Munro’s bio then continues on in a beautifully structured format to tell the reader what he does, who he does it with, how he does it, what’s next and what else is interesting about him and his life. You can read the full bio on his website.
This great piece of communication does not include a laundry list of facts, hype and hyperbole, but rather paints a portrait of a distinctive and impressive individual. He has used imaginative and descriptive language paired with short, relevant quotes.
“In October 2014, Tim released his first solo album, one two three, a funny, terrifying and unpredictable journey that casts Munro as flutist, singer, amateur mathematician and supervillain.”
“According to the Chicago Tribune, ‘the fierce virtuosity of Tim Munro was worth the price of admission all by itself’. Tim’s solo performances are ‘bravura’, ‘charismatic’ (The New York Times), ‘engrossing’ (Chicago Tribune) and ‘brilliantly clear and beautifully balanced’ (Sydney Morning Herald).”
Writing or revising a bio is challenging and everyone struggles to strike the right tone and balance of detail.
Here is a step-by-step guide to creating or improving yours.

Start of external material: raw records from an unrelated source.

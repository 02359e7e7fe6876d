use std::fmt;
use std::sync::{Arc, Mutex};

use prost::Message;
use prost_reflect::{DynamicMessage, MessageDescriptor, ReflectMessage, Value};

use crate::status::RpcError;

/// Script-visible handle over a protobuf message.
///
/// The handle is shared and interior-mutable so the script side can pass the
/// same message through a call, an interceptor, and a handler without
/// copying. Mutation is expected only on the loop thread; the transport side
/// only ever extracts an owned [`DynamicMessage`] snapshot.
#[derive(Clone)]
pub struct MessageValue {
    inner: Arc<Mutex<DynamicMessage>>,
}

impl MessageValue {
    /// An empty message of the given descriptor type.
    pub fn new(descriptor: MessageDescriptor) -> MessageValue {
        MessageValue::from_dynamic(DynamicMessage::new(descriptor))
    }

    pub fn from_dynamic(message: DynamicMessage) -> MessageValue {
        MessageValue {
            inner: Arc::new(Mutex::new(message)),
        }
    }

    pub fn descriptor(&self) -> MessageDescriptor {
        self.lock().descriptor().clone()
    }

    pub fn full_name(&self) -> String {
        self.lock().descriptor().full_name().to_string()
    }

    /// Current value of a field, or `None` for an unknown field name.
    pub fn get(&self, field: &str) -> Option<Value> {
        let msg = self.lock();
        let fd = msg.descriptor().get_field_by_name(field)?;
        Some(msg.get_field(&fd).into_owned())
    }

    /// Convenience accessor for string fields; `None` when the field is
    /// unknown or not a string.
    pub fn get_string(&self, field: &str) -> Option<String> {
        match self.get(field)? {
            Value::String(s) => Some(s),
            _ => None,
        }
    }

    pub fn set(&self, field: &str, value: Value) -> Result<(), RpcError> {
        let mut msg = self.lock();
        let fd = msg.descriptor().get_field_by_name(field).ok_or_else(|| {
            RpcError::invalid_argument(format!(
                "no field {field:?} on message {}",
                msg.descriptor().full_name()
            ))
        })?;
        msg.set_field(&fd, value);
        Ok(())
    }

    pub fn has(&self, field: &str) -> bool {
        let msg = self.lock();
        match msg.descriptor().get_field_by_name(field) {
            Some(fd) => msg.has_field(&fd),
            None => false,
        }
    }

    /// Serialize to protobuf wire format.
    pub fn encode_to_vec(&self) -> Vec<u8> {
        self.lock().encode_to_vec()
    }

    /// Replace the contents by parsing wire-format bytes.
    pub fn merge_from_bytes(&self, bytes: &[u8]) -> Result<(), RpcError> {
        let mut msg = self.lock();
        let parsed = DynamicMessage::decode(msg.descriptor().clone(), bytes)
            .map_err(|e| RpcError::internal(format!("message parse: {e}")))?;
        *msg = parsed;
        Ok(())
    }

    /// Owned snapshot of the underlying dynamic message.
    pub fn to_dynamic(&self) -> DynamicMessage {
        self.lock().clone()
    }

    /// Convert to a message of the target descriptor type.
    ///
    /// Fast path: the wrapped message already has the target descriptor and
    /// is returned as a clone. Slow path: the message came from a different
    /// pool (or a sibling type), so it is serialized and re-parsed under the
    /// target descriptor. Parse failures surface as `Internal` conversion
    /// errors, which is also where proto3 validation problems land.
    pub fn to_message(&self, target: &MessageDescriptor) -> Result<DynamicMessage, RpcError> {
        let msg = self.lock();
        if msg.descriptor() == *target {
            return Ok(msg.clone());
        }
        if msg.descriptor().full_name() != target.full_name() {
            return Err(RpcError::internal(format!(
                "request/response conversion: have {}, want {}",
                msg.descriptor().full_name(),
                target.full_name()
            )));
        }
        let bytes = msg.encode_to_vec();
        DynamicMessage::decode(target.clone(), bytes.as_slice())
            .map_err(|e| RpcError::internal(format!("request/response conversion: {e}")))
    }

    fn lock(&self) -> std::sync::MutexGuard<'_, DynamicMessage> {
        // Lock poisoning would mean a panic on the loop thread mid-mutation;
        // the message contents are still structurally valid protobuf.
        match self.inner.lock() {
            Ok(guard) => guard,
            Err(poisoned) => poisoned.into_inner(),
        }
    }
}

impl PartialEq for MessageValue {
    fn eq(&self, other: &MessageValue) -> bool {
        if Arc::ptr_eq(&self.inner, &other.inner) {
            return true;
        }
        *self.lock() == *other.lock()
    }
}

impl fmt::Debug for MessageValue {
    fn fmt(&self, f: &mut fmt::Formatter<'_>) -> fmt::Result {
        let msg = self.lock();
        write!(f, "MessageValue({})", msg.descriptor().full_name())
    }
}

Make time to read the bios of artists you admire or musicians who are at a similar stage in their careers.
Do you get a sense of what the person’s musical interests and passions are? Is the lead sentence compelling? Does the order of information make sense? What style of language or tone is conveyed?
Remember that this exercise is about analysing a wide range of examples - not about comparing accomplishments.
Performers need multiple versions of their bio, each tailored for an individual audience, so determine the audience for this piece of communication.
Is it for a concert audience, potential collaborators, prospective students or grant application? Knowing your audience will help you clarify the tone, content and length of your bio. As a starting point, you need a short and long version for concert programs.
Write a meta list of items you may include in your bio; this will include performances, ensembles, repertoire, festivals, teachers, projects, reviews, awards, future projects and interesting personal information.
If you haven’t been keeping track of this information, this will give you a reason to start. Don’t worry about structure or writing sentences, just make your list as complete as possible and save it electronically for future revision.
Take a stab at choosing the lead – bios should grab the reader’s attention with the first sentence and entice them to keep reading. Jeff Nelsen wins with this unbeatable opener.
“One of the many Canadian pig-farm-raised magician horn players in the world, Jeff Nelsen has thrilled audiences and mentored students for over twenty years."
In choosing your opening, think of your intended reader and lead with the information that will be most relevant to them.
If the bio is for booking solo recitals, put your solo experience right up front, or if the bio is for potential teaching work, then lead with your relevant teaching experience. You may have one item that stands out as a good lead or you may end up with two or three items that make a great grouping.
See what similar other items can be grouped together in paragraphs such as solo performances, chamber performances, upcoming projects, education listings and other interesting personal details.
Remember Tim Munro’s structure is Who, What, How, Next and What Else.
Start your draft dealing with one paragraph topic area at a time and alternate referring to yourself by your full name, by last name, and by She/He.
Any general statement or description should be backed up by specifics or quotes, and link your sentences and paragraphs logically.
Once you have completed a draft, share it with your colleagues and ask for their constructive criticism.
It is typical to work through a number of drafts. Remember, you will continually update your bio as your career progresses, so your bio, as well as your repertoire list and full résumé are never finished documents.
A great picture grabs the reader’s attention. Find one that captures the mood of your work and feels dramatic or impressive, rather than making you look attractive and air-brushed.
Remember your bio will often be read in conjunction with several others, so the picture will be the first thing that makes you stand out.
1 hour: Start your meta list.
30 minutes: List the different types of bios you may use and determine your audience.
5 minutes: Read the online bio of a leading performer in your speciality, is it distinctive?